* _Recorded data_:
// src/core/region.rs

//! The region identity model: `Region`, its key range, and the two
//! distinguished catalog regions (root and META).

use bytes::Bytes;
use serde::{Deserialize, Serialize};
use std::sync::Arc;

/// The well-known table name of the singleton root region.
pub const ROOT_TABLE_NAME: &str = "-ROOT-";
/// The well-known table name of a META region.
pub const META_TABLE_NAME: &str = ".META.";

/// A column family or table-wide setting snapshot carried by a `Region`.
///
/// Regions hold a copy of the owning table's schema at assignment time, not
/// a live reference, so a concurrent `alter_table` cannot retroactively
/// change what an already-open region believes its schema to be.
#[derive(Debug, Clone, PartialEq, Eq, Serialize, Deserialize)]
pub struct TableSchema {
    pub table_name: String,
    pub column_families: Vec<String>,
    pub version: u64,
}

impl TableSchema {
    pub fn new(table_name: impl Into<String>, column_families: Vec<String>) -> Self {
        Self {
            table_name: table_name.into(),
            column_families,
            version: 1,
        }
    }
}

/// Which tier of the catalog a region belongs to.
#[derive(Debug, Clone, Copy, PartialEq, Eq, Hash, Serialize, Deserialize)]
pub enum RegionKind {
    Root,
    Meta,
    User,
}

/// Immutable identity of a region: `(table_name, start_key, end_key, region_id)`.
///
/// `start_key`/`end_key` are byte strings; an empty `start_key` means
/// `-infinity` and an empty `end_key` means `+infinity`.
#[derive(Debug, Clone, Serialize, Deserialize)]
pub struct Region {
    pub table_name: String,
    pub start_key: Bytes,
    pub end_key: Bytes,
    pub region_id: u64,
    #[serde(skip)]
    pub schema: Option<Arc<TableSchema>>,
}

impl Region {
    pub fn new(table_name: impl Into<String>, start_key: Bytes, end_key: Bytes, region_id: u64) -> Self {
        Self {
            table_name: table_name.into(),
            start_key,
            end_key,
            region_id,
            schema: None,
        }
    }

    pub fn with_schema(mut self, schema: Arc<TableSchema>) -> Self {
        self.schema = Some(schema);
        self
    }

    /// Derives the catalog tier from `table_name`: two
    /// distinguished regions exist cluster-wide, identified by well-known
    /// table names rather than a separate flag.
    pub fn kind(&self) -> RegionKind {
        match self.table_name.as_str() {
            ROOT_TABLE_NAME => RegionKind::Root,
            META_TABLE_NAME => RegionKind::Meta,
            _ => RegionKind::User,
        }
    }

    /// Whether `key` falls within `[start_key, end_key)`, treating an empty
    /// bound as the corresponding infinity.
    pub fn contains_key(&self, key: &[u8]) -> bool {
        let above_start = self.start_key.is_empty() || key >= self.start_key.as_ref();
        let below_end = self.end_key.is_empty() || key < self.end_key.as_ref();
        above_start && below_end
    }

    /// A stable identifier string used as a coordination-store path segment
    /// and as a META row key prefix (`tableName,startKey,regionId`).
    pub fn encoded_name(&self) -> String {
        format!(
            "{},{},{}",
            self.table_name,
            String::from_utf8_lossy(&self.start_key),
            self.region_id
        )
    }
}

/// Splits `[-inf, +inf)` into `split_keys.len() + 1` contiguous regions for a
/// newly created table, daisy-chaining each key as one region's `end_key`
/// and the next region's `start_key` when creating a table.
pub fn partition_regions(table_name: &str, split_keys: &[Bytes], first_region_id: u64) -> Vec<Region> {
    let mut bounds: Vec<Bytes> = Vec::with_capacity(split_keys.len() + 2);
    bounds.push(Bytes::new());
    bounds.extend(split_keys.iter().cloned());
    bounds.push(Bytes::new());

    bounds
        .windows(2)
        .enumerate()
        .map(|(i, w)| {
            Region::new(
                table_name,
                w[0].clone(),
                w[1].clone(),
                first_region_id + i as u64,
            )
        })
        .collect()
}

#[cfg(test)]
mod tests {
    use super::*;

    #[test]
    fn partitions_cover_the_full_keyspace() {
        let keys = vec![Bytes::from_static(b"g"), Bytes::from_static(b"m")];
        let regions = partition_regions("t", &keys, 1);
        assert_eq!(regions.len(), 3);
        assert!(regions[0].start_key.is_empty());
        assert_eq!(regions[0].end_key, Bytes::from_static(b"g"));
        assert_eq!(regions[1].start_key, Bytes::from_static(b"g"));
        assert_eq!(regions[1].end_key, Bytes::from_static(b"m"));
        assert_eq!(regions[2].start_key, Bytes::from_static(b"m"));
        assert!(regions[2].end_key.is_empty());
    }

    #[test]
    fn no_split_keys_yields_one_region() {
        let regions = partition_regions("t", &[], 1);
        assert_eq!(regions.len(), 1);
        assert!(regions[0].start_key.is_empty());
        assert!(regions[0].end_key.is_empty());
    }

    #[test]
    fn contains_key_handles_open_bounds() {
        let r = Region::new("t", Bytes::from_static(b"g"), Bytes::from_static(b"m"), 1);
        assert!(!r.contains_key(b"a"));
        assert!(r.contains_key(b"g"));
        assert!(r.contains_key(b"j"));
        assert!(!r.contains_key(b"m"));
    }

    #[test]
    fn root_and_meta_are_recognized_by_name() {
        let root = Region::new(ROOT_TABLE_NAME, Bytes::new(), Bytes::new(), 0);
        let meta = Region::new(META_TABLE_NAME, Bytes::new(), Bytes::new(), 1);
        let user = Region::new("orders", Bytes::new(), Bytes::new(), 2);
        assert_eq!(root.kind(), RegionKind::Root);
        assert_eq!(meta.kind(), RegionKind::Meta);
        assert_eq!(user.kind(), RegionKind::User);
    }
}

* _What this task involves_:
Restate all of the entries exactly, please.

* _Task output_:
// src/core/region.rs

//! The region identity model: `Region`, its key range, and the two
//! distinguished catalog regions (root and META).

use bytes::Bytes;
use serde::{Deserialize, Serialize};
use std::sync::Arc;

/// The well-known table name of the singleton root region.
pub const ROOT_TABLE_NAME: &str = "-ROOT-";
/// The well-known table name of a META region.
pub const META_TABLE_NAME: &str = ".META.";

/// A column family or table-wide setting snapshot carried by a `Region`.
///
/// Regions hold a copy of the owning table's schema at assignment time, not
/// a live reference, so a concurrent `alter_table` cannot retroactively
/// change what an already-open region believes its schema to be.
#[derive(Debug, Clone, PartialEq, Eq, Serialize, Deserialize)]
pub struct TableSchema {
    pub table_name: String,
    pub column_families: Vec<String>,
    pub version: u64,
}

impl TableSchema {
    pub fn new(table_name: impl Into<String>, column_families: Vec<String>) -> Self {
        Self {
            table_name: table_name.into(),
            column_families,
            version: 1,
        }
    }
}

/// Which tier of the catalog a region belongs to.
#[derive(Debug, Clone, Copy, PartialEq, Eq, Hash, Serialize, Deserialize)]
pub enum RegionKind {
    Root,
    Meta,
    User,
}

/// Immutable identity of a region: `(table_name, start_key, end_key, region_id)`.
///
/// `start_key`/`end_key` are byte strings; an empty `start_key` means
/// `-infinity` and an empty `end_key` means `+infinity`.
#[derive(Debug, Clone, Serialize, Deserialize)]
pub struct Region {
    pub table_name: String,
    pub start_key: Bytes,
    pub end_key: Bytes,
    pub region_id: u64,
    #[serde(skip)]
    pub schema: Option<Arc<TableSchema>>,
}

impl Region {
    pub fn new(table_name: impl Into<String>, start_key: Bytes, end_key: Bytes, region_id: u64) -> Self {
        Self {
            table_name: table_name.into(),
            start_key,
            end_key,
            region_id,
            schema: None,
        }
    }

    pub fn with_schema(mut self, schema: Arc<TableSchema>) -> Self {
        self.schema = Some(schema);
        self
    }

    /// Derives the catalog tier from `table_name`: two
    /// distinguished regions exist cluster-wide, identified by well-known
    /// table names rather than a separate flag.
    pub fn kind(&self) -> RegionKind {
        match self.table_name.as_str() {
            ROOT_TABLE_NAME => RegionKind::Root,
            META_TABLE_NAME => RegionKind::Meta,
            _ => RegionKind::User,
        }
    }

    /// Whether `key` falls within `[start_key, end_key)`, treating an empty
    /// bound as the corresponding infinity.
    pub fn contains_key(&self, key: &[u8]) -> bool {
        let above_start = self.start_key.is_empty() || key >= self.start_key.as_ref();
        let below_end = self.end_key.is_empty() || key < self.end_key.as_ref();
        above_start && below_end
    }

    /// A stable identifier string used as a coordination-store path segment
    /// and as a META row key prefix (`tableName,startKey,regionId`).
    pub fn encoded_name(&self) -> String {
        format!(
            "{},{},{}",
            self.table_name,
            String::from_utf8_lossy(&self.start_key),
            self.region_id
        )
    }
}

/// Splits `[-inf, +inf)` into `split_keys.len() + 1` contiguous regions for a
/// newly created table, daisy-chaining each key as one region's `end_key`
/// and the next region's `start_key` when creating a table.
pub fn partition_regions(table_name: &str, split_keys: &[Bytes], first_region_id: u64) -> Vec<Region> {
    let mut bounds: Vec<Bytes> = Vec::with_capacity(split_keys.len() + 2);
    bounds.push(Bytes::new());
    bounds.extend(split_keys.iter().cloned());
    bounds.push(Bytes::new());

    bounds
        .windows(2)
        .enumerate()
        .map(|(i, w)| {
            Region::new(
                table_name,
                w[0].clone(),
                w[1].clone(),
                first_region_id + i as u64,
            )
        })
        .collect()
}

#[cfg(test)]
mod tests {
    use super::*;

    #[test]
    fn partitions_cover_the_full_keyspace() {
        let keys = vec![Bytes::from_static(b"g"), Bytes::from_static(b"m")];
        let regions = partition_regions("t", &keys, 1);
        assert_eq!(regions.len(), 3);
        assert!(regions[0].start_key.is_empty());
        assert_eq!(regions[0].end_key, Bytes::from_static(b"g"));
        assert_eq!(regions[1].start_key, Bytes::from_static(b"g"));
        assert_eq!(regions[1].end_key, Bytes::from_static(b"m"));
        assert_eq!(regions[2].start_key, Bytes::from_static(b"m"));
        assert!(regions[2].end_key.is_empty());
    }

    #[test]
    fn no_split_keys_yields_one_region() {
        let regions = partition_regions("t", &[], 1);
        assert_eq!(regions.len(), 1);
        assert!(regions[0].start_key.is_empty());
        assert!(regions[0].end_key.is_empty());
    }

    #[test]
    fn contains_key_handles_open_bounds() {
        let r = Region::new("t", Bytes::from_static(b"g"), Bytes::from_static(b"m"), 1);
        assert!(!r.contains_key(b"a"));
        assert!(r.contains_key(b"g"));
        assert!(r.contains_key(b"j"));
        assert!(!r.contains_key(b"m"));
    }

    #[test]
    fn root_and_meta_are_recognized_by_name() {
        let root = Region::new(ROOT_TABLE_NAME, Bytes::new(), Bytes::new(), 0);
        let meta = Region::new(META_TABLE_NAME, Bytes::new(), Bytes::new(), 1);
        let user = Region::new("orders", Bytes::new(), Bytes::new(), 2);
        assert_eq!(root.kind(), RegionKind::Root);
        assert_eq!(meta.kind(), RegionKind::Meta);
        assert_eq!(user.kind(), RegionKind::User);
    }
}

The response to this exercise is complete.